**WHAT THE TASK REQUIRES**. Nothing in the records should be left out; transcribe them exactly.

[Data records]
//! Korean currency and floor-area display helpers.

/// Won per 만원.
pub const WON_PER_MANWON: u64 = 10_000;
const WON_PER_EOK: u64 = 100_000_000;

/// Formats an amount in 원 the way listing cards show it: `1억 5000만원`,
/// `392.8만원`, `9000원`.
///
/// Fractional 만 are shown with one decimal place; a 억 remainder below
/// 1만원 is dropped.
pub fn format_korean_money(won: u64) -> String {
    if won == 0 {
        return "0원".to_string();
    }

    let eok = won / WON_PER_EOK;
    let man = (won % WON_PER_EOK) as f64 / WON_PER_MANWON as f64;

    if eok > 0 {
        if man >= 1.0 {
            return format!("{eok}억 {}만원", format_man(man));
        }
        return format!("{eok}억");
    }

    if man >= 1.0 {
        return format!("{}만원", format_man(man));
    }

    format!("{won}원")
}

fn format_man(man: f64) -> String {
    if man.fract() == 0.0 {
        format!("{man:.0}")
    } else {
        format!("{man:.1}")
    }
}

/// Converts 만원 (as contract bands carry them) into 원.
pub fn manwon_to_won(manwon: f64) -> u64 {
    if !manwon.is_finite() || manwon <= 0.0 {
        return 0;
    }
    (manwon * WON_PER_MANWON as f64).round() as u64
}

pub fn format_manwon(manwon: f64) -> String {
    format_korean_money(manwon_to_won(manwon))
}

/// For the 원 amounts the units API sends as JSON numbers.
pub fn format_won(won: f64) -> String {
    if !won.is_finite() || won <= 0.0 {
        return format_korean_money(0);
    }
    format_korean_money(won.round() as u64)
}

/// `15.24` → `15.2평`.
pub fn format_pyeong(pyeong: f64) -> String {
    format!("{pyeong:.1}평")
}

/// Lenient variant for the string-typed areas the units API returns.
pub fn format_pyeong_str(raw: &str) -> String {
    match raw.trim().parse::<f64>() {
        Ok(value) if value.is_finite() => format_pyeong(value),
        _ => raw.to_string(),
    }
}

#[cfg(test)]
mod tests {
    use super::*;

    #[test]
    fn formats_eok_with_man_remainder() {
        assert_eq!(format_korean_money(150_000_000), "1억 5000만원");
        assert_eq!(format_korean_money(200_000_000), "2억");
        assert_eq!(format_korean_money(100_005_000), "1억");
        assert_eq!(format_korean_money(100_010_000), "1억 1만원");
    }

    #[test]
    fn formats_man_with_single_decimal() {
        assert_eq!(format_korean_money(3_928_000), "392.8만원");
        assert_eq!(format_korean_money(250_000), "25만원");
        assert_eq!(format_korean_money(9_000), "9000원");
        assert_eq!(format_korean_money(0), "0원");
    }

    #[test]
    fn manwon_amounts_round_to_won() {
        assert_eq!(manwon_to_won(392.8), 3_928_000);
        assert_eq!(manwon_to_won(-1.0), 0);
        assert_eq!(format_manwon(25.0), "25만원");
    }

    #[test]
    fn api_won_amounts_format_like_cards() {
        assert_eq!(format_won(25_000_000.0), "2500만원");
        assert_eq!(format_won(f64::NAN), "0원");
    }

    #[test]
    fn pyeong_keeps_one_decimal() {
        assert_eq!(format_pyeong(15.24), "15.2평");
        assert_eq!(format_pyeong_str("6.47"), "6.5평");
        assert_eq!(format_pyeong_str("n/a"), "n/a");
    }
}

**EXERCISE OUTPUT**.
//! Korean currency and floor-area display helpers.

/// Won per 만원.
pub const WON_PER_MANWON: u64 = 10_000;
const WON_PER_EOK: u64 = 100_000_000;

/// Formats an amount in 원 the way listing cards show it: `1억 5000만원`,
/// `392.8만원`, `9000원`.
///
/// Fractional 만 are shown with one decimal place; a 억 remainder below
/// 1만원 is dropped.
pub fn format_korean_money(won: u64) -> String {
    if won == 0 {
        return "0원".to_string();
    }

    let eok = won / WON_PER_EOK;
    let man = (won % WON_PER_EOK) as f64 / WON_PER_MANWON as f64;

    if eok > 0 {
        if man >= 1.0 {
            return format!("{eok}억 {}만원", format_man(man));
        }
        return format!("{eok}억");
    }

    if man >= 1.0 {
        return format!("{}만원", format_man(man));
    }

    format!("{won}원")
}

fn format_man(man: f64) -> String {
    if man.fract() == 0.0 {
        format!("{man:.0}")
    } else {
        format!("{man:.1}")
    }
}

/// Converts 만원 (as contract bands carry them) into 원.
pub fn manwon_to_won(manwon: f64) -> u64 {
    if !manwon.is_finite() || manwon <= 0.0 {
        return 0;
    }
    (manwon * WON_PER_MANWON as f64).round() as u64
}

pub fn format_manwon(manwon: f64) -> String {
    format_korean_money(manwon_to_won(manwon))
}

/// For the 원 amounts the units API sends as JSON numbers.
pub fn format_won(won: f64) -> String {
    if !won.is_finite() || won <= 0.0 {
        return format_korean_money(0);
    }
    format_korean_money(won.round() as u64)
}

/// `15.24` → `15.2평`.
pub fn format_pyeong(pyeong: f64) -> String {
    format!("{pyeong:.1}평")
}

/// Lenient variant for the string-typed areas the units API returns.
pub fn format_pyeong_str(raw: &str) -> String {
    match raw.trim().parse::<f64>() {
        Ok(value) if value.is_finite() => format_pyeong(value),
        _ => raw.to_string(),
    }
}

#[cfg(test)]
mod tests {
    use super::*;

    #[test]
    fn formats_eok_with_man_remainder() {
        assert_eq!(format_korean_money(150_000_000), "1억 5000만원");
        assert_eq!(format_korean_money(200_000_000), "2억");
        assert_eq!(format_korean_money(100_005_000), "1억");
        assert_eq!(format_korean_money(100_010_000), "1억 1만원");
    }

    #[test]
    fn formats_man_with_single_decimal() {
        assert_eq!(format_korean_money(3_928_000), "392.8만원");
        assert_eq!(format_korean_money(250_000), "25만원");
        assert_eq!(format_korean_money(9_000), "9000원");
        assert_eq!(format_korean_money(0), "0원");
    }

    #[test]
    fn manwon_amounts_round_to_won() {
        assert_eq!(manwon_to_won(392.8), 3_928_000);
        assert_eq!(manwon_to_won(-1.0), 0);
        assert_eq!(format_manwon(25.0), "25만원");
    }

    #[test]
    fn api_won_amounts_format_like_cards() {
        assert_eq!(format_won(25_000_000.0), "2500만원");
        assert_eq!(format_won(f64::NAN), "0원");
    }

    #[test]
    fn pyeong_keeps_one_decimal() {
        assert_eq!(format_pyeong(15.24), "15.2평");
        assert_eq!(format_pyeong_str("6.47"), "6.5평");
        assert_eq!(format_pyeong_str("n/a"), "n/a");
    }
}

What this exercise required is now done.